→ **Exercise**: Using the data below, copy out all lines with the word "Debug".

Stored data:
Content starts

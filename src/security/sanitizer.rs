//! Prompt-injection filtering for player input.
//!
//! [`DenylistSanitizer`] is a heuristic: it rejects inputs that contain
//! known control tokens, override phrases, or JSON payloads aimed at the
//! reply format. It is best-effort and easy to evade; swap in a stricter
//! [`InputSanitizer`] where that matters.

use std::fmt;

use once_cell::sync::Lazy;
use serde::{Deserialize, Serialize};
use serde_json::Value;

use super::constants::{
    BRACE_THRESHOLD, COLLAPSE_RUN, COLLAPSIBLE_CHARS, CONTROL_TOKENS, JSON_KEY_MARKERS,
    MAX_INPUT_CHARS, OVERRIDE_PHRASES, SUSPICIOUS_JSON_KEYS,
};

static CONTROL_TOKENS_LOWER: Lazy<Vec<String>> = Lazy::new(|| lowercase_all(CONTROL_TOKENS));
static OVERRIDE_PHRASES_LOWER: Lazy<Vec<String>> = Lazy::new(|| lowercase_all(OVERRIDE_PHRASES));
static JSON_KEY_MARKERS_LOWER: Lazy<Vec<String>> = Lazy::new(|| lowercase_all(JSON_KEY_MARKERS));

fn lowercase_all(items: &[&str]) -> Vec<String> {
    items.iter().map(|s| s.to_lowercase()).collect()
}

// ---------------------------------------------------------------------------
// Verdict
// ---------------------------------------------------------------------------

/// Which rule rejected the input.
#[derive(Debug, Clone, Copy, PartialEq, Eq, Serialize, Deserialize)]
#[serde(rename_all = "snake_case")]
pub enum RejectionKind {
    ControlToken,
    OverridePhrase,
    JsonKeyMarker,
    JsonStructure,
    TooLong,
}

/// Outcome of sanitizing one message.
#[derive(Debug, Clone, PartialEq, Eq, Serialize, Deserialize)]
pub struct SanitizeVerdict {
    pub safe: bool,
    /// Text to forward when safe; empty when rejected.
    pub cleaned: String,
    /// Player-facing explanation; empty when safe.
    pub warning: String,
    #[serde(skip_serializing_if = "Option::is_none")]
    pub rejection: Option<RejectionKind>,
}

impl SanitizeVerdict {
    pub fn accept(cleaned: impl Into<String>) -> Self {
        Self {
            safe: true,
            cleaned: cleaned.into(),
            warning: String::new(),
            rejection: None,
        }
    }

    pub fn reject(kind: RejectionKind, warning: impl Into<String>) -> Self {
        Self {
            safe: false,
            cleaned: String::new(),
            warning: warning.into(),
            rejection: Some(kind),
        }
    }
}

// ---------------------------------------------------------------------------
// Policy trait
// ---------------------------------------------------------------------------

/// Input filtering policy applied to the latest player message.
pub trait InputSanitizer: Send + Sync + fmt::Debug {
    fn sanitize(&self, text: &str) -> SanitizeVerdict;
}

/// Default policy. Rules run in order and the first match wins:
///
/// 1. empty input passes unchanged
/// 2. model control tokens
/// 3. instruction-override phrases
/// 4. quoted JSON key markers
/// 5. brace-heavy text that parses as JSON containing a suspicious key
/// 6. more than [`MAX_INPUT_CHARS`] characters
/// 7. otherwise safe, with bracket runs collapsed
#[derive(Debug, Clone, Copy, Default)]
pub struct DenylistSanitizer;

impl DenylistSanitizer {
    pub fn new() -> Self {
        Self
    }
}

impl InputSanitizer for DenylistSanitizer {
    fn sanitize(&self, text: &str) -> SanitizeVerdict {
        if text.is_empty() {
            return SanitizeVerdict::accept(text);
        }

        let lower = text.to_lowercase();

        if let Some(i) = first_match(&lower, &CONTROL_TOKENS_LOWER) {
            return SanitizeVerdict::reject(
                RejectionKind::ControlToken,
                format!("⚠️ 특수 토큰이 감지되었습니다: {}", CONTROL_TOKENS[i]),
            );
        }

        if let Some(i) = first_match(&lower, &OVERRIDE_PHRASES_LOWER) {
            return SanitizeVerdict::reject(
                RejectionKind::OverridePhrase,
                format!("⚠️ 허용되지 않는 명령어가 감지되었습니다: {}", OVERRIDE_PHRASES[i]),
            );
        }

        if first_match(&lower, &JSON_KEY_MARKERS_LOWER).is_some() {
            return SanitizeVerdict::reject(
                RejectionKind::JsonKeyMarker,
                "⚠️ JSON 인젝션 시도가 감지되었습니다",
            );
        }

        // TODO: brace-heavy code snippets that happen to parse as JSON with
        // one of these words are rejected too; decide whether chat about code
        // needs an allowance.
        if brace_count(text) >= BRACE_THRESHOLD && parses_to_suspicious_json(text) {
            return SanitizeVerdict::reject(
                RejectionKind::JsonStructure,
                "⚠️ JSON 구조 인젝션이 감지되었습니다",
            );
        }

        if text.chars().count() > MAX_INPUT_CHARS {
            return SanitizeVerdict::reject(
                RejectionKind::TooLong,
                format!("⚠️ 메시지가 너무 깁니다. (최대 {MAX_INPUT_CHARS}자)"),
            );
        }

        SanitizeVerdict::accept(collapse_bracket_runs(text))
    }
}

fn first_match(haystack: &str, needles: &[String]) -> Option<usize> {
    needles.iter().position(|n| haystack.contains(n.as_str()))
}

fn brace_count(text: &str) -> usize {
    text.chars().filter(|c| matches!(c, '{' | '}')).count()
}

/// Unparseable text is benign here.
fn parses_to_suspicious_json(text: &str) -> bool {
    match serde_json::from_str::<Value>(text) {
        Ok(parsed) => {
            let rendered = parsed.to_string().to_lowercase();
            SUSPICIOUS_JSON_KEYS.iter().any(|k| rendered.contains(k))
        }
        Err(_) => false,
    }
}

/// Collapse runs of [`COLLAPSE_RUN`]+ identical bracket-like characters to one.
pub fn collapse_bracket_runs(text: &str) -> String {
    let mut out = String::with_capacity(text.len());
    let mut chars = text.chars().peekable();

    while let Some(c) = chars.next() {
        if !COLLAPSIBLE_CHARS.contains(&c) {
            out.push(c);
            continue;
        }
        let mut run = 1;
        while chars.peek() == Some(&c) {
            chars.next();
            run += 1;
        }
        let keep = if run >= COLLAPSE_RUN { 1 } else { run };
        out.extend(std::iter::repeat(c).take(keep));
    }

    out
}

Content ends
Content starts

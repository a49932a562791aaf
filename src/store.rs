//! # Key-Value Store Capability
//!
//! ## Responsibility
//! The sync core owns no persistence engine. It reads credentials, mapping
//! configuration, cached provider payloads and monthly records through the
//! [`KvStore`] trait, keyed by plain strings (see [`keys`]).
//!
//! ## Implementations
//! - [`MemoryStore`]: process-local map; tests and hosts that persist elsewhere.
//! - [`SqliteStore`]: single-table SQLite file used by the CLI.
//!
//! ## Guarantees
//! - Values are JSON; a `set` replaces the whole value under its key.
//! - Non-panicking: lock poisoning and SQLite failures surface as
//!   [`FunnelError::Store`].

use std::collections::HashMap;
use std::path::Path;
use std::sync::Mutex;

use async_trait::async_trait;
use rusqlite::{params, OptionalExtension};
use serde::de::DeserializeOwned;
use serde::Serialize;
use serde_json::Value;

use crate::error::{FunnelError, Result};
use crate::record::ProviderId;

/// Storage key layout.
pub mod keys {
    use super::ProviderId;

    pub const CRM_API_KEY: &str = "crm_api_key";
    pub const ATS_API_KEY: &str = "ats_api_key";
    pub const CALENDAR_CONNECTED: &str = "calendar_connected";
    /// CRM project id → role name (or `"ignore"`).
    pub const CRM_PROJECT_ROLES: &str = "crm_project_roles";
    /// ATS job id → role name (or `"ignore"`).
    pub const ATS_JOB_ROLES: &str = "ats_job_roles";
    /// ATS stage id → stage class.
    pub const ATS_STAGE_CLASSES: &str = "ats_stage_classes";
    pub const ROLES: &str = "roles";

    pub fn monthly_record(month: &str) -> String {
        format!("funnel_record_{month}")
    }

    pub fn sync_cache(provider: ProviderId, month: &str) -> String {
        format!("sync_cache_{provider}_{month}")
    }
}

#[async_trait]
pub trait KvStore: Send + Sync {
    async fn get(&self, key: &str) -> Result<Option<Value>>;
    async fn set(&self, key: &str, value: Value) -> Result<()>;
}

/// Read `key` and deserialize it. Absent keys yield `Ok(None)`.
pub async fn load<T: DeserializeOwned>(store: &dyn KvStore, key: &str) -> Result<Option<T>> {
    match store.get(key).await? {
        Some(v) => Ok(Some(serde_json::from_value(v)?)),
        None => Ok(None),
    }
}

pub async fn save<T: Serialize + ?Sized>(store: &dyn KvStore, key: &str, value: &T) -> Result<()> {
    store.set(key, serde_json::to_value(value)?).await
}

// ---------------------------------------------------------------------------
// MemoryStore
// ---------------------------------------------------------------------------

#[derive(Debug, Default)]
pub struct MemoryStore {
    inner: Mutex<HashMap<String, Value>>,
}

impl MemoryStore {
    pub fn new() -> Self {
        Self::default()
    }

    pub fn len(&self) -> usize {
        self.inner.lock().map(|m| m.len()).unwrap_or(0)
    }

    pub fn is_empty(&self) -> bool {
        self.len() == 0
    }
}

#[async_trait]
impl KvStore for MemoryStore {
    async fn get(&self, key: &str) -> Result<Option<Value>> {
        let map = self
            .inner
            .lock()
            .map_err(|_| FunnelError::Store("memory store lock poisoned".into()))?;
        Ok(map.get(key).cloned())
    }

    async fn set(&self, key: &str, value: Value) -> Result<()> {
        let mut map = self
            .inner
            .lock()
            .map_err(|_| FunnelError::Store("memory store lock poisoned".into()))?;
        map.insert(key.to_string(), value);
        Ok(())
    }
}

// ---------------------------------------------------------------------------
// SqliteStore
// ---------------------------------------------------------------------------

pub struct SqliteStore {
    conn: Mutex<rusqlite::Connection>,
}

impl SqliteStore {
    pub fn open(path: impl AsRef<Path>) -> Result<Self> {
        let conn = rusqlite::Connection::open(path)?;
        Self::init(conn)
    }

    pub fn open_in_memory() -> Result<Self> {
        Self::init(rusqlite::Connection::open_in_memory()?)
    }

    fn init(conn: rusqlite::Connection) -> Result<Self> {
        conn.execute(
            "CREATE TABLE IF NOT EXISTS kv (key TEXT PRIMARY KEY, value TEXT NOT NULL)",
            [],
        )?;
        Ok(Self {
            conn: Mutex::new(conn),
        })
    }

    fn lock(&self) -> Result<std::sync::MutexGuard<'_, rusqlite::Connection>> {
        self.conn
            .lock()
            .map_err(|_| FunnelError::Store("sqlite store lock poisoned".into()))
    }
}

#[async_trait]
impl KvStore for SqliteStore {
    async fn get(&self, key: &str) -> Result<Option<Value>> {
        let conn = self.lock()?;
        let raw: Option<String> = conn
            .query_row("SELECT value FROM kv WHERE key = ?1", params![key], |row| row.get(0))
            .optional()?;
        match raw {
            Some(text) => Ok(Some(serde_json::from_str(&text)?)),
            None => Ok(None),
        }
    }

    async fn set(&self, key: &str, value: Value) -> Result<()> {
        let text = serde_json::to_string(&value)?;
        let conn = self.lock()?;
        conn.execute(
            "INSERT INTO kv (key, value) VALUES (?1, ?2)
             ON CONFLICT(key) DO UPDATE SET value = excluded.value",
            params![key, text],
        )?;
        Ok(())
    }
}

Content ends

→ **Solution to this problem**:
#[derive(Debug, Clone, Copy, PartialEq, Eq, Serialize, Deserialize)]
#[derive(Debug, Clone, PartialEq, Eq, Serialize, Deserialize)]
pub trait InputSanitizer: Send + Sync + fmt::Debug {
#[derive(Debug, Clone, Copy, Default)]
#[derive(Debug, Default)]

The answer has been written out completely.